§ Data shown

○ ○ ○ ○ ○ ○ ○

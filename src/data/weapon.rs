use serde::{Deserialize, Serialize};

/// Lowest star rating the game hands out for affix-rolled weapons.
pub const MIN_STAR_RATING: u8 = 4;
/// Highest star rating.
pub const MAX_STAR_RATING: u8 = 6;
/// Default display cutoff when none is configured.
pub const DEFAULT_MIN_STARS: u8 = 5;

/// One catalog weapon: three affixes in fixed slots, class and star rating.
#[derive(Debug, Clone, PartialEq, Eq, Serialize, Deserialize)]
pub struct WeaponRecord {
    pub name: String,
    pub first_affix: String,
    pub second_affix: String,
    pub third_affix: String,
    #[serde(default)]
    pub weapon_class: String,
    #[serde(default)]
    pub stars: u8,
}

/// Affix slot position. Drop filters always include the first slot; the
/// second or third is what gets held fixed during analysis.
#[derive(Debug, Clone, Copy, PartialEq, Eq, Serialize)]
#[serde(rename_all = "snake_case")]
pub enum AffixSlot {
    First,
    Second,
    Third,
}

impl AffixSlot {
    pub fn as_str(&self) -> &'static str {
        match self {
            Self::First => "first",
            Self::Second => "second",
            Self::Third => "third",
        }
    }
}

impl WeaponRecord {
    /// Affix in the given slot.
    pub fn affix(&self, slot: AffixSlot) -> &str {
        match slot {
            AffixSlot::First => &self.first_affix,
            AffixSlot::Second => &self.second_affix,
            AffixSlot::Third => &self.third_affix,
        }
    }

    pub fn has_complete_affixes(&self) -> bool {
        !self.first_affix.trim().is_empty()
            && !self.second_affix.trim().is_empty()
            && !self.third_affix.trim().is_empty()
    }
}
//! Loaded-once dataset plus weapon name lookup. Built at startup and read
//! only after that; shell prompts reuse the same registry across queries.

use std::collections::HashMap;

use crate::data::dataset::Dataset;
use crate::data::weapon::WeaponRecord;
use crate::data::zone::ZoneRecord;

/// Normalize a name for lookup: lowercase, collapse spaces/underscores.
fn normalize_lookup(s: &str) -> String {
    s.to_lowercase()
        .chars()
        .map(|c| if c.is_whitespace() || c == '_' { ' ' } else { c })
        .collect::<String>()
        .split_whitespace()
        .collect::<Vec<_>>()
        .join(" ")
}

#[derive(Debug)]
pub struct DataRegistry {
    dataset: Dataset,
    weapons_by_key: HashMap<String, usize>,
}

impl DataRegistry {
    pub fn new(dataset: Dataset) -> Self {
        let mut weapons_by_key = HashMap::new();
        for (index, weapon) in dataset.weapons.iter().enumerate() {
            // First occurrence wins; validate flags the duplicate.
            weapons_by_key
                .entry(normalize_lookup(&weapon.name))
                .or_insert(index);
        }
        DataRegistry {
            dataset,
            weapons_by_key,
        }
    }

    pub fn dataset(&self) -> &Dataset {
        &self.dataset
    }

    pub fn weapons(&self) -> &[WeaponRecord] {
        &self.dataset.weapons
    }

    pub fn zones(&self) -> &[ZoneRecord] {
        &self.dataset.zones
    }

    /// Resolve a weapon by exact name, falling back to normalized lookup.
    pub fn resolve_weapon(&self, name: &str) -> Option<&WeaponRecord> {
        if let Some(weapon) = self.dataset.weapons.iter().find(|w| w.name == name) {
            return Some(weapon);
        }
        self.weapons_by_key
            .get(&normalize_lookup(name))
            .map(|&index| &self.dataset.weapons[index])
    }
}
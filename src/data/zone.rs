use serde::{Deserialize, Serialize};

use crate::data::weapon::AffixSlot;

/// One drop zone: the affix values its loot table can roll per slot.
/// Pools are ordered as they appear in the source sheet, deduplicated,
/// and independent in length.
#[derive(Debug, Clone, PartialEq, Eq, Serialize, Deserialize)]
pub struct ZoneRecord {
    pub name: String,
    pub first_pool: Vec<String>,
    pub second_pool: Vec<String>,
    pub third_pool: Vec<String>,
}

impl ZoneRecord {
    /// Pool for the given slot.
    pub fn pool(&self, slot: AffixSlot) -> &[String] {
        match slot {
            AffixSlot::First => &self.first_pool,
            AffixSlot::Second => &self.second_pool,
            AffixSlot::Third => &self.third_pool,
        }
    }

    /// Whether the zone can roll `affix` in the given slot.
    pub fn carries(&self, slot: AffixSlot, affix: &str) -> bool {
        self.pool(slot).iter().any(|candidate| candidate == affix)
    }
}
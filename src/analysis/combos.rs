/// All unordered pairs from `items`, index order preserved (`i < j`).
pub fn pair_combinations<T: Clone>(items: &[T]) -> Vec<(T, T)> {
    let mut pairs = Vec::new();
    for (i, first) in items.iter().enumerate() {
        for second in items.iter().skip(i + 1) {
            pairs.push((first.clone(), second.clone()));
        }
    }
    pairs
}

#[cfg(test)]
mod tests {
    use super::pair_combinations;

    #[test]
    fn generates_n_choose_two_in_input_order() {
        let pairs = pair_combinations(&["a", "b", "c", "d"]);
        assert_eq!(
            pairs,
            vec![
                ("a", "b"),
                ("a", "c"),
                ("a", "d"),
                ("b", "c"),
                ("b", "d"),
                ("c", "d"),
            ]
        );
    }

    #[test]
    fn short_inputs_yield_no_pairs() {
        assert!(pair_combinations(&["a"]).is_empty());
        assert!(pair_combinations::<&str>(&[]).is_empty());
    }
}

○ ○ ○ ○ ○ ○ ○

§ Your assignment
Retype the entries above exactly as they appear.

§ Output of the task
filename src/data/weapon.rs
use serde::{Deserialize, Serialize};

/// Lowest star rating the game hands out for affix-rolled weapons.
pub const MIN_STAR_RATING: u8 = 4;
/// Highest star rating.
pub const MAX_STAR_RATING: u8 = 6;
/// Default display cutoff when none is configured.
pub const DEFAULT_MIN_STARS: u8 = 5;

/// One catalog weapon: three affixes in fixed slots, class and star rating.
#[derive(Debug, Clone, PartialEq, Eq, Serialize, Deserialize)]
pub struct WeaponRecord {
    pub name: String,
    pub first_affix: String,
    pub second_affix: String,
    pub third_affix: String,
    #[serde(default)]
    pub weapon_class: String,
    #[serde(default)]
    pub stars: u8,
}

/// Affix slot position. Drop filters always include the first slot; the
/// second or third is what gets held fixed during analysis.
#[derive(Debug, Clone, Copy, PartialEq, Eq, Serialize)]
#[serde(rename_all = "snake_case")]
pub enum AffixSlot {
    First,
    Second,
    Third,
}

impl AffixSlot {
    pub fn as_str(&self) -> &'static str {
        match self {
            Self::First => "first",
            Self::Second => "second",
            Self::Third => "third",
        }
    }
}

impl WeaponRecord {
    /// Affix in the given slot.
    pub fn affix(&self, slot: AffixSlot) -> &str {
        match slot {
            AffixSlot::First => &self.first_affix,
            AffixSlot::Second => &self.second_affix,
            AffixSlot::Third => &self.third_affix,
        }
    }

    pub fn has_complete_affixes(&self) -> bool {
        !self.first_affix.trim().is_empty()
            && !self.second_affix.trim().is_empty()
            && !self.third_affix.trim().is_empty()
    }
}
//! Loaded-once dataset plus weapon name lookup. Built at startup and read
//! only after that; shell prompts reuse the same registry across queries.

use std::collections::HashMap;

use crate::data::dataset::Dataset;
use crate::data::weapon::WeaponRecord;
use crate::data::zone::ZoneRecord;

/// Normalize a name for lookup: lowercase, collapse spaces/underscores.
fn normalize_lookup(s: &str) -> String {
    s.to_lowercase()
        .chars()
        .map(|c| if c.is_whitespace() || c == '_' { ' ' } else { c })
        .collect::<String>()
        .split_whitespace()
        .collect::<Vec<_>>()
        .join(" ")
}

#[derive(Debug)]
pub struct DataRegistry {
    dataset: Dataset,
    weapons_by_key: HashMap<String, usize>,
}

impl DataRegistry {
    pub fn new(dataset: Dataset) -> Self {
        let mut weapons_by_key = HashMap::new();
        for (index, weapon) in dataset.weapons.iter().enumerate() {
            // First occurrence wins; validate flags the duplicate.
            weapons_by_key
                .entry(normalize_lookup(&weapon.name))
                .or_insert(index);
        }
        DataRegistry {
            dataset,
            weapons_by_key,
        }
    }

    pub fn dataset(&self) -> &Dataset {
        &self.dataset
    }

    pub fn weapons(&self) -> &[WeaponRecord] {
        &self.dataset.weapons
    }

    pub fn zones(&self) -> &[ZoneRecord] {
        &self.dataset.zones
    }

    /// Resolve a weapon by exact name, falling back to normalized lookup.
    pub fn resolve_weapon(&self, name: &str) -> Option<&WeaponRecord> {
        if let Some(weapon) = self.dataset.weapons.iter().find(|w| w.name == name) {
            return Some(weapon);
        }
        self.weapons_by_key
            .get(&normalize_lookup(name))
            .map(|&index| &self.dataset.weapons[index])
    }
}
filename src/data/zone.rs
use serde::{Deserialize, Serialize};

use crate::data::weapon::AffixSlot;

/// One drop zone: the affix values its loot table can roll per slot.
/// Pools are ordered as they appear in the source sheet, deduplicated,
/// and independent in length.
#[derive(Debug, Clone, PartialEq, Eq, Serialize, Deserialize)]
pub struct ZoneRecord {
    pub name: String,
    pub first_pool: Vec<String>,
    pub second_pool: Vec<String>,
    pub third_pool: Vec<String>,
}

impl ZoneRecord {
    /// Pool for the given slot.
    pub fn pool(&self, slot: AffixSlot) -> &[String] {
        match slot {
            AffixSlot::First => &self.first_pool,
            AffixSlot::Second => &self.second_pool,
            AffixSlot::Third => &self.third_pool,
        }
    }

    /// Whether the zone can roll `affix` in the given slot.
    pub fn carries(&self, slot: AffixSlot, affix: &str) -> bool {
        self.pool(slot).iter().any(|candidate| candidate == affix)
    }
}
filename src/analysis/combos.rs
/// All unordered pairs from `items`, index order preserved (`i < j`).
pub fn pair_combinations<T: Clone>(items: &[T]) -> Vec<(T, T)> {
    let mut pairs = Vec::new();
    for (i, first) in items.iter().enumerate() {
        for second in items.iter().skip(i + 1) {
            pairs.push((first.clone(), second.clone()));
        }
    }
    pairs
}

#[cfg(test)]
mod tests {
    use super::pair_combinations;

    #[test]
    fn generates_n_choose_two_in_input_order() {
        let pairs = pair_combinations(&["a", "b", "c", "d"]);
        assert_eq!(
            pairs,
            vec![
                ("a", "b"),
                ("a", "c"),
                ("a", "d"),
                ("b", "c"),
                ("b", "d"),
                ("c", "d"),
            ]
        );
    }

    #[test]
    fn short_inputs_yield_no_pairs() {
        assert!(pair_combinations(&["a"]).is_empty());
        assert!(pair_combinations::<&str>(&[]).is_empty());
    }
}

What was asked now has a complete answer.